No, a "true" Polymorph has to be far far more complex then this! Instead of
peppering NOPs throughout the decryptor it would pepper totally random amounts
of totally random 8086 instructions, including JUMPS and CALLS. It would
also use a different main decryptor (possibly from a selection of pre-coded
ones) and would alter all the registers that the decryptor uses on each
generation, making sure that the JUNK code that it generates doesn't destroy
any of the registers used by the real decryptor!
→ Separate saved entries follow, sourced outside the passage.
use ac_core::charset::DensityProfile;
use ac_core::frame::{CharacterGrid, LuminanceGrid};

/// Marge sous une frontière d'index, en unités d'index.
///
/// Deux frontières distinctes de `somme * (len - 1) / 765` sont écartées d'au
/// moins 1/765 ; l'erreur f32 sur `somme / 3` reste sous 1e-5.
const BOUNDARY_EPSILON: f64 = 1e-4;

/// Map a luminance value [0, 255] to a glyph index in a ramp of `len` glyphs.
///
/// `floor((luminance / 255) * (len - 1))`, clamped to `[0, len - 1]`.
/// Pas de dithering ni de diffusion d'erreur. NaN → 0.
///
/// Calcul en f64 avec une tolérance `BOUNDARY_EPSILON` : une moyenne de trois
/// canaux (`somme / 3`) arrondie en f32 juste sous une frontière entière
/// retombe sur l'index exact `somme * (len - 1) / 765`.
///
/// # Example
/// ```
/// use ac_ascii::quantize::quantize;
/// assert_eq!(quantize(0.0, 10), 0);
/// assert_eq!(quantize(255.0, 10), 9);
/// assert_eq!(quantize(127.5, 10), 4);
/// assert_eq!(quantize(300.0, 10), 9);
/// ```
#[inline(always)]
#[must_use]
pub fn quantize(luminance: f32, len: usize) -> usize {
    let max = len.saturating_sub(1);
    let scaled = f64::from(luminance) * max as f64 / 255.0;
    if scaled.is_nan() || scaled <= 0.0 {
        return 0;
    }
    ((scaled + BOUNDARY_EPSILON).floor() as usize).min(max)
}

/// Convertit une grille de luminance en grille de glyphes avec le profil donné.
///
/// # Example
/// ```
/// use ac_ascii::quantize::map_grid;
/// use ac_core::charset::DensityProfile;
/// use ac_core::frame::LuminanceGrid;
///
/// let mut lum = LuminanceGrid::new(2, 1);
/// lum.set(1, 0, 255.0);
/// let grid = map_grid(&lum, &DensityProfile::builtin(0));
/// assert_eq!(grid.to_text(), " @\n");
/// ```
#[must_use]
pub fn map_grid(luminance: &LuminanceGrid, profile: &DensityProfile) -> CharacterGrid {
    let len = profile.len();
    let glyphs: Vec<char> = luminance
        .values
        .iter()
        .map(|&v| profile.glyph(quantize(v, len)))
        .collect();
    CharacterGrid::from_glyphs(luminance.width, luminance.height, glyphs)
        .unwrap_or_else(CharacterGrid::empty)
}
So, with these rules in
mind, here is our simple decryptor again:
MOV DX,10 ;Real part of the decryptor!
MOV SI,1234 ;junk
AND AX,[SI+1234] ;junk
CLD ;junk
MOV DI,jumbled_data ;Real part of the decryptor!
TEST [SI+1234],BL ;junk
OR AL,CL ;junk
main_loop: ADD SI,SI ;junk instruction, real loop!
XOR AX,1234 ;junk
XOR BYTE PTR [DI],55 ;Real part of the decryptor!
SUB SI,123 ;junk
INC DI ;Real part of the decryptor!
TEST DX,1234 ;junk
AND AL,[BP+1234] ;junk
DEC DX ;Real part of the decryptor!
NOP ;junk
XOR AX,DX ;junk
SBB AX,[SI+1234] ;junk
AND DX,DX ;Real part of the decryptor!
JNZ main_loop ;Real part of the decryptor!
As you should be able to see, quite a mess!! But, still executable code.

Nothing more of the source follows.